Disrupting Internal Body Chemistry
Fish must expend energy to maintain the acid-base balance within their internal fluids, a process known as \(\text{pH}\) homeostasis. Elevated \(\text{CO}_2\) concentration in the water increases the \(\text{CO}_2\) partial pressure within the fish’s blood and tissues, a condition called hypercapnia. To prevent their blood \(\text{pH}\) from dropping, fish actively regulate ion exchange, primarily by increasing the concentration of bicarbonate (\(\text{HCO}_3^-\)) in their extracellular fluids.
This physiological compensation is achieved by regulating the excretion of hydrogen ions and the uptake of bicarbonate ions across the gill membranes. While this mechanism defends the blood \(\text{pH}\) in many adult fish, it requires a significant metabolic cost. The energy diverted to this ion regulation process can no longer be dedicated to other functions, such as growth or reproduction.
The sustained need to maintain this internal balance can result in reduced growth rates, with some studies documenting an \(18\%\) decrease in growth for certain larvae. Furthermore, altered blood chemistry can impair the efficiency of gas exchange at the gills, which handle both respiration and ion regulation. This trade-off means that even fish that appear to tolerate \(\text{OA}\) may have compromised overall fitness.
Altering Fish Behavior and Senses
Ocean acidification significantly interferes with a fish’s nervous system, leading to changes in behavior and sensory perception. Elevated \(\text{CO}_2\) levels disrupt neurotransmitter function in the central nervous system, particularly by altering the activity of the \(\text{GABA-A}\) receptor. This receptor, which normally inhibits nerve signals, is sensitive to changes in chloride (\(\text{Cl}^-\)) and bicarbonate ion concentrations.

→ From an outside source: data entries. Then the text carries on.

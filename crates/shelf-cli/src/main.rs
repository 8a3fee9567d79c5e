mod cli;
mod config;
mod output;
mod script;

use std::io::Read;

use anyhow::{Context, Result};
use clap::Parser;
use tracing_subscriber::EnvFilter;

use shelf_api::ResourceApi;
use shelf_storage::create_store;

use cli::{Cli, Commands};
use output::print_error;

#[tokio::main]
async fn main() {
    tracing_subscriber::fmt()
        .with_env_filter(EnvFilter::from_default_env())
        .with_writer(std::io::stderr)
        .init();

    if let Err(e) = run().await {
        print_error(&format!("{e:#}"));
        std::process::exit(1);
    }
}

async fn run() -> Result<()> {
    let cli = Cli::parse();
    let format = cli.format.unwrap_or_default();
    let store_config = config::load(cli.config.as_deref())?;

    match &cli.command {
        Commands::Run(args) => {
            let text = match &args.script {
                Some(path) => std::fs::read_to_string(path)
                    .with_context(|| format!("failed to read script {}", path.display()))?,
                None => {
                    let mut buffer = String::new();
                    std::io::stdin()
                        .read_to_string(&mut buffer)
                        .context("failed to read script from stdin")?;
                    buffer
                }
            };
            let operations = script::parse(&text)?;

            let store = create_store(&store_config).context("failed to build store")?;
            let api = ResourceApi::new(store);

            for operation in &operations {
                let (status, body) = script::apply(&api, operation).await?;
                output::print_response(status, &body, format);
            }
        }
        Commands::Schema => {
            let schema = serde_json::to_value(&store_config.schema)
                .context("failed to serialize schema")?;
            output::print_value(&schema, format);
        }
    }

    Ok(())
}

This neurological interference impairs basic survival behaviors. Fish often lose their ability to detect and respond to olfactory (smell) cues, which are necessary for finding food, locating habitats, and recognizing predators. For example, fish exposed to high \(\text{CO}_2\) sometimes fail to avoid the smell of a known predator, demonstrating a breakdown in risk assessment.
Other sensory functions, including hearing and vision, are also affected. Certain reef fish exposed to future \(\text{CO}_2\) levels showed slowed retinal function, impairing their ability to react quickly to fast-moving events. The result is an increase in risky behaviors, such as greater boldness and activity, which lowers the likelihood of survival in a complex marine environment.
Vulnerability During Reproduction and Development
The earliest life stages of fish—eggs and larvae—are particularly susceptible to ocean acidification. These developmental phases often lack the fully developed regulatory mechanisms that allow adults to compensate for external \(\text{pH}\) changes. Consequently, even small shifts in water chemistry can severely impact population viability.
Exposure to increased \(\text{CO}_2\) can lead to reduced fertilization success and slower embryonic development. Larval fish may experience increased daily mortality rates; for instance, studies on Atlantic cod showed a doubling of mortality under projected end-of-century \(\text{OA}\) conditions. The cumulative effect of these stressors results in a steep decline in the number of individuals successfully recruiting into the adult population.
For some species, overall survival rates of eggs and larvae decline by as much as \(74\%\) under acidified conditions. Larvae that survive often show reduced protein biosynthesis, leading to smaller size and poorer overall condition. Since smaller, slower-growing individuals are more vulnerable to predation and less successful at feeding, the long-term health of fish stocks is jeopardized.